Exploiting the inaction of the union bureaucracies, neo-fascist National Rally (RN) leader Marine Le Pen has begun campaigning among farmers, denouncing the EU and the FNSEA, the farmers’ union closest to the government, while posing as a defender of French farmers. On Thursday, she spoke at a farm to warn of a “crisis that is starting and that can be long, violent and brutal.”

“The FNSEA has already lost control. I think that for a long time, farmers have no longer been able to rely on their unions,” Le Pen said. She blamed the FNSEA and President Emmanuel Macron for having “covered the agricultural world with charges, norms, taxes and injustice.” She hailed farmers’ union bureaucracies closer to the RN like the Rural Coordination, which, she said, “warn of the consequences of the EU and reject the government’s bogus offers.”

Interviewed about Le Pen’s comments, RN lawmaker and Rural Coordination farmers’ union official Christophe Barthès told Le Monde he hoped the farmers’ unions would maintain control: “For the time being, the union is holding back the anger. But it will have to get most of its demands to keep the rank-and-file from getting the better of them.”

Le Pen and the RN are not friends of the farmers, but of the riot police Macron is sending to assault them, seeking to block the entry of broader layers of the working population into struggle against Macron. They clearly aim to profit politically, notably in this year’s European elections or in the 2027 French presidential elections, from Macron’s repression of farmers and workers and the bankruptcy of the union bureaucracies and their pseudo-left political allies.
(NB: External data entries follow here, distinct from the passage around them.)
//! Kafka source configuration

use rdkafka::config::ClientConfig;
use serde::{Deserialize, Serialize};
use std::collections::HashMap;
use std::time::Duration;

/// Environment variable names for the broker source
pub mod env {
    pub const BOOTSTRAP_SERVERS: &str = "KAFKA_BOOTSTRAP_SERVERS";
    pub const TOPIC: &str = "KAFKA_TOPIC";
    pub const GROUP_ID: &str = "KAFKA_GROUP_ID";
    pub const AUTO_OFFSET_RESET: &str = "KAFKA_AUTO_OFFSET_RESET";
    pub const POLL_TIMEOUT_MS: &str = "KAFKA_POLL_TIMEOUT_MS";
}

/// Where a consumer group with no committed offset starts reading
#[derive(Debug, Clone, Copy, PartialEq, Eq, Serialize, Deserialize)]
#[serde(rename_all = "lowercase")]
pub enum OffsetReset {
    Earliest,
    Latest,
}

impl OffsetReset {
    /// The librdkafka configuration value
    pub fn as_rdkafka_value(&self) -> &'static str {
        match self {
            OffsetReset::Earliest => "earliest",
            OffsetReset::Latest => "latest",
        }
    }

    /// Parse from string (case-insensitive); unknown values are logged and
    /// fall back to the default.
    pub fn parse_or_default(s: &str) -> Self {
        match s.to_lowercase().as_str() {
            "earliest" => OffsetReset::Earliest,
            "latest" => OffsetReset::Latest,
            _ => {
                log::warn!(
                    "Unknown auto.offset.reset '{}', using default 'latest'. \
                     Valid values: earliest, latest",
                    s
                );
                OffsetReset::Latest
            }
        }
    }
}

impl Default for OffsetReset {
    fn default() -> Self {
        OffsetReset::Latest
    }
}

/// Configuration for the broker-backed statement source
#[derive(Debug, Clone, Serialize, Deserialize)]
pub struct KafkaSourceConfig {
    /// Broker list, e.g. "localhost:9092" or "broker1:9092,broker2:9092"
    pub brokers: String,

    /// Topic carrying statement records
    pub topic: String,

    /// Consumer group id
    pub group_id: String,

    /// Where to start reading when the group has no committed offset
    pub auto_offset_reset: OffsetReset,

    /// Auto-commit offsets at `auto_commit_interval_ms`. Manual offset
    /// management is not implemented; loss/duplication across a crash
    /// between receipt and downstream success is accepted.
    pub enable_auto_commit: bool,

    /// Auto-commit interval (milliseconds)
    pub auto_commit_interval_ms: u64,

    /// Upper bound on one blocking poll (milliseconds)
    pub poll_timeout_ms: u64,
}

impl Default for KafkaSourceConfig {
    fn default() -> Self {
        Self {
            brokers: "localhost:9092".to_string(),
            topic: "financial-statements".to_string(),
            group_id: "statement-processor".to_string(),
            auto_offset_reset: OffsetReset::Latest,
            enable_auto_commit: true,
            auto_commit_interval_ms: 5000,
            poll_timeout_ms: 10000,
        }
    }
}

impl KafkaSourceConfig {
    /// Build the configuration from environment variables, falling back to
    /// defaults for anything unset.
    pub fn from_env() -> Self {
        let defaults = Self::default();
        Self {
            brokers: std::env::var(env::BOOTSTRAP_SERVERS).unwrap_or(defaults.brokers),
            topic: std::env::var(env::TOPIC).unwrap_or(defaults.topic),
            group_id: std::env::var(env::GROUP_ID).unwrap_or(defaults.group_id),
            auto_offset_reset: std::env::var(env::AUTO_OFFSET_RESET)
                .map(|v| OffsetReset::parse_or_default(&v))
                .unwrap_or(defaults.auto_offset_reset),
            enable_auto_commit: defaults.enable_auto_commit,
            auto_commit_interval_ms: defaults.auto_commit_interval_ms,
            poll_timeout_ms: env_parse(env::POLL_TIMEOUT_MS, defaults.poll_timeout_ms),
        }
    }

    /// Build the configuration from a caller-supplied property map, using
    /// the standard Kafka property names.
    pub fn from_properties(props: &HashMap<String, String>) -> Self {
        let get = |key: &str| props.get(key).cloned();
        let defaults = Self::default();

        Self {
            brokers: get("bootstrap.servers")
                .or_else(|| get("brokers"))
                .unwrap_or(defaults.brokers),
            topic: get("topic").unwrap_or(defaults.topic),
            group_id: get("group.id")
                .or_else(|| get("group_id"))
                .unwrap_or(defaults.group_id),
            auto_offset_reset: get("auto.offset.reset")
                .map(|v| OffsetReset::parse_or_default(&v))
                .unwrap_or(defaults.auto_offset_reset),
            enable_auto_commit: get("enable.auto.commit")
                .and_then(|v| v.parse::<bool>().ok())
                .unwrap_or(defaults.enable_auto_commit),
            auto_commit_interval_ms: get("auto.commit.interval.ms")
                .and_then(|v| v.parse::<u64>().ok())
                .unwrap_or(defaults.auto_commit_interval_ms),
            poll_timeout_ms: get("poll.timeout.ms")
                .and_then(|v| v.parse::<u64>().ok())
                .unwrap_or(defaults.poll_timeout_ms),
        }
    }

    /// Validate field values; returns a human-readable reason on failure.
    pub fn validate(&self) -> Result<(), String> {
        if self.brokers.is_empty() {
            return Err("bootstrap.servers cannot be empty".to_string());
        }
        if self.group_id.is_empty() {
            return Err("group.id cannot be empty".to_string());
        }
        if self.topic.is_empty() {
            return Err("topic cannot be empty".to_string());
        }
        if self.topic.len() > 249 {
            return Err(format!(
                "Topic name '{}' exceeds maximum length of 249 characters",
                self.topic
            ));
        }
        // Kafka topic names allow alphanumerics, '.', '_' and '-'.
        if !self
            .topic
            .chars()
            .all(|c| c.is_alphanumeric() || c == '.' || c == '_' || c == '-')
        {
            return Err(format!(
                "Topic name '{}' contains invalid characters. \
                 Valid characters: alphanumeric, '.', '_', '-'",
                self.topic
            ));
        }
        Ok(())
    }

    pub fn poll_timeout(&self) -> Duration {
        Duration::from_millis(self.poll_timeout_ms)
    }

    /// Lower this configuration into an rdkafka client configuration.
    pub fn client_config(&self) -> ClientConfig {
        let mut config = ClientConfig::new();
        config
            .set("bootstrap.servers", &self.brokers)
            .set("group.id", &self.group_id)
            .set("auto.offset.reset", self.auto_offset_reset.as_rdkafka_value())
            .set("enable.auto.commit", self.enable_auto_commit.to_string())
            .set(
                "auto.commit.interval.ms",
                self.auto_commit_interval_ms.to_string(),
            );
        config
    }
}

fn env_parse<T: std::str::FromStr + Copy>(key: &str, default: T) -> T {
    match std::env::var(key) {
        Ok(value) => value.parse().unwrap_or_else(|_| {
            log::warn!("Invalid value '{}' for {}, using default", value, key);
            default
        }),
        Err(_) => default,
    }
}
This underscores the necessity, as rail workers in Germany mount a powerful nationwide strike, of organizing an international movement in the European working class against war and against the EU.

The French farmers’ movement erupted last week in the wake of farmers’ actions in Germany and Poland since the beginning of the year. On Sunday, Belgian farmers also blockaded the E42 motorway just north of Namur. The eruption of social opposition across Europe reflects the international nature of the struggle against capitalist governments’ austerity policies and the impact of the NATO-proxy war against Russia in Ukraine on social conditions across Europe.

EU governments have sent hundreds of billions of euros in military aid for the war and used it as a justification for a massive rearmament campaign. All of these measures have been funded by deep cuts to social programs—particularly, in France, to pensions, and also to farm subsidies. Farmers were heavily impacted by hikes in fertilizer prices, which rose sharply in early 2022 and are still twice the price they were in 2020.

The threat of a violent crackdown on the farmers’ protests underscores the urgency of the PES’ call for a wide mobilization of the working class to support farmers’ demands and defend them from state repression. Just like workers across Europe, French farmers and their colleagues across the continent are under attack from the European ruling class in order to fund their mad plans for escalating war against Russia, Iran and China.

It is only through a mass mobilization of the working class and a frontal assault on the wealth of the capitalist class that the food supply can be secured, war averted and the investment obtained to support farmers and create an ecologically sound, sustainable agricultural system.